Martin juga bertemu dengan anak sponsor yang beliau dukung dan berkegiatan bersama anak-anak di desa. Bernyanyi dan bercerita bersama, mendengar cita-cita anak-anak. “Suatu hari, akan ada presiden dari Indonesia timur ya,” ujarnya menyemangat anak-anak yang antusias mengikuti kegiatan. Martin meyakini, anak-anak di Indonesia timur juga berhak mendapatkan pendidikan yang terbaik, hanya saja mereka tidak punya akses.  

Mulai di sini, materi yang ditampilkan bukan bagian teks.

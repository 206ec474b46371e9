//! 安装目录布局与配置文件读写。
//!
//! 配置文件通过 `toml_edit` 以保留注释和排版的方式读写，
//! 向导对文档的修改不会破坏用户手写的注释。

use anyhow::{Context, Result};
use std::fs;
use std::path::{Path, PathBuf};
use toml_edit::DocumentMut;

/// 安装目录下各个文件的位置。
#[derive(Debug, Clone)]
pub struct Paths {
    /// 安装根目录（默认为可执行文件所在目录）。
    pub base_dir: PathBuf,
    /// Bot 主配置文件。
    pub bot_config: PathBuf,
    /// 模型配置文件。
    pub model_config: PathBuf,
    /// Bot 的 `.env` 文件（EULA 确认状态等）。
    pub env_file: PathBuf,
    /// 虚拟环境中的 Python 解释器。
    pub venv_python: PathBuf,
}

impl Paths {
    pub fn new(base_dir: PathBuf) -> Self {
        let bot_dir = base_dir.join("Bot");
        Self {
            bot_config: bot_dir.join("config").join("bot_config.toml"),
            model_config: bot_dir.join("config").join("model_config.toml"),
            env_file: bot_dir.join(".env"),
            venv_python: base_dir.join(".venv").join("bin").join("python"),
            base_dir,
        }
    }
}

/// 读取一个 TOML 配置文件为可变文档。文件不存在时给出明确的提示。
pub fn load_document(path: &Path) -> Result<DocumentMut> {
    if !path.exists() {
        anyhow::bail!("找不到配置文件，路径：{}", path.display());
    }
    let content =
        fs::read_to_string(path).with_context(|| format!("读取失败 {}", path.display()))?;
    content
        .parse::<DocumentMut>()
        .with_context(|| format!("解析 TOML 失败 {}", path.display()))
}

/// 将文档写回磁盘，保留原有排版与注释。
pub fn save_document(path: &Path, doc: &DocumentMut) -> Result<()> {
    fs::write(path, doc.to_string()).with_context(|| format!("写入失败 {}", path.display()))
}

/// 简单的 `.env` 文件（`KEY=value` 行），保留键的出现顺序。
#[derive(Debug, Default)]
pub struct EnvFile {
    entries: Vec<(String, String)>,
}

impl EnvFile {
    /// 读取 `.env`；文件不存在时返回空内容。
    pub fn load(path: &Path) -> Result<Self> {
        let mut entries = Vec::new();
        if path.exists() {
            let content =
                fs::read_to_string(path).with_context(|| format!("读取失败 {}", path.display()))?;
            for line in content.lines() {
                let line = line.trim();
                if line.is_empty() || line.starts_with('#') {
                    continue;
                }
                if let Some((key, value)) = line.split_once('=') {
                    entries.push((key.trim().to_string(), value.trim().to_string()));
                }
            }
        }
        Ok(Self { entries })
    }

    pub fn get(&self, key: &str) -> Option<&str> {
        self.entries
            .iter()
            .find(|(k, _)| k == key)
            .map(|(_, v)| v.as_str())
    }

    pub fn set(&mut self, key: &str, value: &str) {
        if let Some(entry) = self.entries.iter_mut().find(|(k, _)| k == key) {
            entry.1 = value.to_string();
        } else {
            self.entries.push((key.to_string(), value.to_string()));
        }
    }

    pub fn save(&self, path: &Path) -> Result<()> {
        if let Some(parent) = path.parent() {
            fs::create_dir_all(parent)
                .with_context(|| format!("创建目录失败 {}", parent.display()))?;
        }
        let mut content = String::new();
        for (key, value) in &self.entries {
            content.push_str(key);
            content.push('=');
            content.push_str(value);
            content.push('\n');
        }
        fs::write(path, content).with_context(|| format!("写入 .env 文件失败 {}", path.display()))
    }
}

“Saya bersyukur, saya pulang membawa pelajaran yang akan saya ingat seumur hidup. Kebahagian yang lebih bahagia adalah ketika bahagia ditengah kesusahan. Sekecil apapun terang akan berguna di tengah kegelapan. Bukan saya yang memberkati Sumba Barat Daya, tetapi Sumba Barat Daya yang memberkati saya,” pungkas Martin.